Record excerpts ::

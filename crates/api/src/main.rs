use std::sync::Arc;

use anyhow::Context;

use fanout_infra::{DryRunDeliverer, FanoutConfig};

#[tokio::main]
async fn main() -> anyhow::Result<()> {
    fanout_observability::init();

    let config = FanoutConfig::from_env().context("invalid configuration")?;

    let services = Arc::new(
        fanout_api::app::build_services(&config)
            .await
            .context("failed to initialise execution store")?,
    );

    // The real delivery provider is wired by the deployment; dry-run otherwise.
    let pool = services.spawn_workers(&config, Arc::new(DryRunDeliverer));

    let app = fanout_api::app::build_app(Arc::clone(&services));

    let listener = tokio::net::TcpListener::bind(&config.http_addr)
        .await
        .with_context(|| format!("failed to bind {}", config.http_addr))?;

    tracing::info!("listening on {}", listener.local_addr()?);

    let shutdown = Arc::clone(&services.shutdown);
    axum::serve(listener, app)
        .with_graceful_shutdown(async move {
            if let Err(e) = tokio::signal::ctrl_c().await {
                tracing::warn!(error = %e, "failed to listen for ctrl-c");
                std::future::pending::<()>().await;
            }
            tracing::info!("shutdown signal received");
            shutdown.trigger_shutdown();
        })
        .await
        .context("http server failed")?;

    let report = pool.shutdown().await;
    tracing::info!(drained = report.drained, stuck = report.stuck, "shutdown complete");
    Ok(())
}
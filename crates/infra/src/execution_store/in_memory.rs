use std::sync::atomic::{AtomicBool, Ordering};

use dashmap::DashMap;

use fanout_core::ExecutionId;
use fanout_executions::{Execution, ExecutionFilter};

use super::r#trait::{ExecutionStore, StoreError};

/// In-memory execution store.
///
/// Intended for tests/dev. Can be switched offline to exercise the
/// infrastructure-failure paths of its callers.
#[derive(Debug, Default)]
pub struct InMemoryExecutionStore {
    records: DashMap<ExecutionId, Execution>,
    offline: AtomicBool,
}

impl InMemoryExecutionStore {
    pub fn new() -> Self {
        Self::default()
    }

    /// Make every subsequent call fail with `StoreError::Unavailable`.
    pub fn set_offline(&self, offline: bool) {
        self.offline.store(offline, Ordering::SeqCst);
    }

    pub fn len(&self) -> usize {
        self.records.len()
    }

    pub fn is_empty(&self) -> bool {
        self.records.is_empty()
    }

    fn ensure_online(&self) -> Result<(), StoreError> {
        if self.offline.load(Ordering::SeqCst) {
            return Err(StoreError::Unavailable("in-memory store is offline".to_string()));
        }
        Ok(())
    }
}

#[async_trait::async_trait]
impl ExecutionStore for InMemoryExecutionStore {
    async fn put(&self, execution: &Execution) -> Result<(), StoreError> {
        self.ensure_online()?;
        self.records.insert(execution.id, execution.clone());
        Ok(())
    }

    async fn get(&self, id: ExecutionId) -> Result<Option<Execution>, StoreError> {
        self.ensure_online()?;
        Ok(self.records.get(&id).map(|r| r.value().clone()))
    }

    async fn query(&self, filter: &ExecutionFilter) -> Result<Vec<Execution>, StoreError> {
        self.ensure_online()?;
        // Snapshot first so no shard lock is held while sorting.
        let snapshot: Vec<Execution> = self.records.iter().map(|r| r.value().clone()).collect();
        Ok(filter.apply(&snapshot))
    }
}
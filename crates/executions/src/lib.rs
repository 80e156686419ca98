//! Execution domain module.
//!
//! Business rules for multi-tenant executions, implemented as deterministic
//! domain logic (no IO, no clocks, no storage). Callers pass `now` in.

pub mod execution;
pub mod query;
pub mod request;
pub mod summary;
pub mod taxonomy;

pub use execution::{
    CustomerExecution, Execution, ExecutionStatus, NewExecution, Priority, Step, StepStatus,
    TenantOutcome, TenantStatus, aggregate_status,
};
pub use query::ExecutionFilter;
pub use request::{DistributionRequest, RequestError};
pub use summary::{ErrorSummary, ExecutionMetrics};
pub use taxonomy::{ErrorCategory, ErrorKind, TenantFailure};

Work to complete :: For the string "value", return every line of the data where it appears.

Solved problem ::
        Ok(self.records.get(&id).map(|r| r.value().clone()))
        let snapshot: Vec<Execution> = self.records.iter().map(|r| r.value().clone()).collect();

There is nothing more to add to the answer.